January 1, 1970 (Vol. , No. )

Taralyn Tan Ph.D. Curriculum Fellow Harvard Medical

For anybody who runs a laboratory, it is the stuff of nightmares. It is the enormous hamster wheel on which scientists find themselves interminably scrambling. Yes, it’s the one topic that can make any researcher cringe. I’m sure that by now you’ve figured out that we’re talking about: research funding. Yes, it’s a cold hard fact that even the most brilliant mind can’t run his/her laboratory without money, just as the most beautiful, expensive car cannot run without fuel. The debate regarding how to divide funds among different research areas and laboratories has existed, no doubt, ever since there first was money to divide. However in today’s economic climate, money finds itself lingering in people’s minds more and more often, and as we gaze around the research landscape, some areas of investigation are clearly more privileged than others. Is it perhaps time for a bailout or stimulus package to help the little guys in research?

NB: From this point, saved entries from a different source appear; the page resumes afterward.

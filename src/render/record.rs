use serde::Serialize;

use super::{AxisId, FigureSize, LegendEntry, Renderer, TextExtent, estimate_text};
use crate::error::RenderError;
use crate::style::{Color, LegendPosition, LineStyle, Marker};

/// One recorded renderer call
#[derive(Debug, Clone, PartialEq, Serialize)]
#[serde(tag = "command", rename_all = "snake_case")]
pub enum RenderCommand {
    BeginFigure {
        size: FigureSize,
        panels: usize,
    },
    BeginPanel {
        index: usize,
    },
    AxisLabel {
        axis: AxisId,
        text: String,
    },
    AxisTicks {
        axis: AxisId,
        locations: Vec<f64>,
        labels: Vec<String>,
    },
    AxisLimits {
        axis: AxisId,
        min: f64,
        max: f64,
    },
    AxisLog {
        axis: AxisId,
        log: bool,
    },
    Line {
        axis: AxisId,
        xs: Vec<f64>,
        ys: Vec<f64>,
        color: String,
        style: LineStyle,
        width: f64,
        label: String,
    },
    Markers {
        axis: AxisId,
        xs: Vec<f64>,
        ys: Vec<f64>,
        color: String,
        shape: Marker,
        size: f64,
        label: String,
    },
    Legend {
        position: LegendPosition,
        columns: usize,
        entries: Vec<LegendEntry>,
    },
    Finish,
}

/// Renderer that only records what it was asked to draw
#[derive(Debug, Default)]
pub struct RecordingRenderer {
    commands: Vec<RenderCommand>,
}

impl RecordingRenderer {
    pub fn new() -> Self {
        Self::default()
    }

    pub fn commands(&self) -> &[RenderCommand] {
        &self.commands
    }

    pub fn into_commands(self) -> Vec<RenderCommand> {
        self.commands
    }
}

impl Renderer for RecordingRenderer {
    fn begin_figure(&mut self, size: FigureSize, panels: usize) {
        self.commands.push(RenderCommand::BeginFigure { size, panels });
    }

    fn begin_panel(&mut self, index: usize) {
        self.commands.push(RenderCommand::BeginPanel { index });
    }

    fn set_axis_label(&mut self, axis: AxisId, text: &str) {
        self.commands.push(RenderCommand::AxisLabel {
            axis,
            text: text.to_string(),
        });
    }

    fn set_axis_ticks(&mut self, axis: AxisId, locations: &[f64], labels: &[String]) {
        self.commands.push(RenderCommand::AxisTicks {
            axis,
            locations: locations.to_vec(),
            labels: labels.to_vec(),
        });
    }

    fn set_axis_limits(&mut self, axis: AxisId, min: f64, max: f64) {
        self.commands.push(RenderCommand::AxisLimits { axis, min, max });
    }

    fn set_axis_log(&mut self, axis: AxisId, log: bool) {
        self.commands.push(RenderCommand::AxisLog { axis, log });
    }

    fn draw_line(
        &mut self,
        axis: AxisId,
        xs: &[f64],
        ys: &[f64],
        color: &Color,
        style: LineStyle,
        width: f64,
        label: &str,
    ) {
        self.commands.push(RenderCommand::Line {
            axis,
            xs: xs.to_vec(),
            ys: ys.to_vec(),
            color: color.hex().to_string(),
            style,
            width,
            label: label.to_string(),
        });
    }

    fn draw_markers(
        &mut self,
        axis: AxisId,
        xs: &[f64],
        ys: &[f64],
        color: &Color,
        shape: Marker,
        size: f64,
        label: &str,
    ) {
        self.commands.push(RenderCommand::Markers {
            axis,
            xs: xs.to_vec(),
            ys: ys.to_vec(),
            color: color.hex().to_string(),
            shape,
            size,
            label: label.to_string(),
        });
    }

    fn set_legend(&mut self, position: LegendPosition, columns: usize, entries: &[LegendEntry]) {
        self.commands.push(RenderCommand::Legend {
            position,
            columns,
            entries: entries.to_vec(),
        });
    }

    fn measure_text(&self, text: &str, font_size: f64) -> TextExtent {
        estimate_text(text, font_size)
    }

    fn finish(&mut self) -> Result<(), RenderError> {
        self.commands.push(RenderCommand::Finish);
        Ok(())
    }
}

The problem and solution begins and ends with that simple, little question: how to divide up the money? Well, one approach is the currently employed “bigger wound, larger bandage” philosophy, in which the greatest medical threats to society are given more money. This has a certain amount of intuitiveness to it, and since a large percentage of research funding comes from the government, shouldn’t the most money be spent on projects that will benefit the most people in the population? Two clear heavy hitters in the funding arena are cancer and HIV/AIDS. According to the NIH’s Research Portfolio Online Reporting Tool (RePORT), just over 5.5 billion NIH dollars were spent on cancer research in 2008, and just under 3 billion NIH dollars were dedicated to HIV/AIDS research. (Keep in mind that these are just numbers from the NIH – there are also numerous other sources that contribute money to cancer and HIV/AIDS research.) By comparison, many other serious medical maladies facing this country received far less money from the NIH. For instance, Alzheimer’s, ALS, and Parkinson’s combined received approximately 600 million dollars. And of course, one must also consider the research areas at the other end of the “more people afflicted equals more money” spectrum; namely, diseases with fewer cases each year, and substantially less money. Take, for example, the approximately 7,000 diseases lumped into the category of “rare diseases,” defined as having a prevalence of fewer than 200,000 people in this country. NIH total funding for all rare diseases was only 9.4 million dollars in 2007.

Clearly, a financial hierarchy exists. And yes, are cancer and HIV/AIDS enormous problems in society today? Of course they are! Should we be dedicating substantial resources to research in these areas? Of course we should! Yet, as we find ourselves in an era of economic stimulus packages and incentives to jumpstart our economy, perhaps some similar initiatives to benefit other areas of investigation should be explored as future funds are allocated. I would hope that young researchers would lend their minds to a variety of research areas, as there are still many unanswered questions in regards to Alzheimer’s, rare disorders, infertility, organ transplants, etc., etc., in addition to the obvious societal burdens of cancer and HIV/AIDS. However, young researchers surely also have a survival instinct that is telling them to follow the money – why voluntarily go into a research area that is continually under funded? Where is the motivation to compete for a small slice of the 9.4 million dollar rare disorders pie, when individual HIV laboratories may have a 9 million dollar annual budget for themselves? I fear that unless additional financial incentives are provided, the currently skewed distribution of funding may result in funneling future scientists into very narrow areas of investigation.

While I certainly argue that we should be working hard to cure cancer, I would also disagree with the notion that every scientist in the country should be focusing his/her efforts of that solitary goal. So let’s encourage diversity of thought – let’s financially stimulate research areas that aren’t normally the top contenders in the battle for NIH funding. Perhaps the NIH could institute its own “cash for clunkers” program, wherein run-down, dead-end research projects that are currently guzzling funding are abandoned in favor of new thoughts and new directions. Maybe we can jumpstart scientific inquiry by funding the research of smaller, but easier-to-solve, medical problems. For instance, if we were able to determine the cause of and eradicate a few thousand of the rare disorders, that would be a great leap forward. Sure, it might not be the elusive HIV vaccine, but it would be progress nonetheless.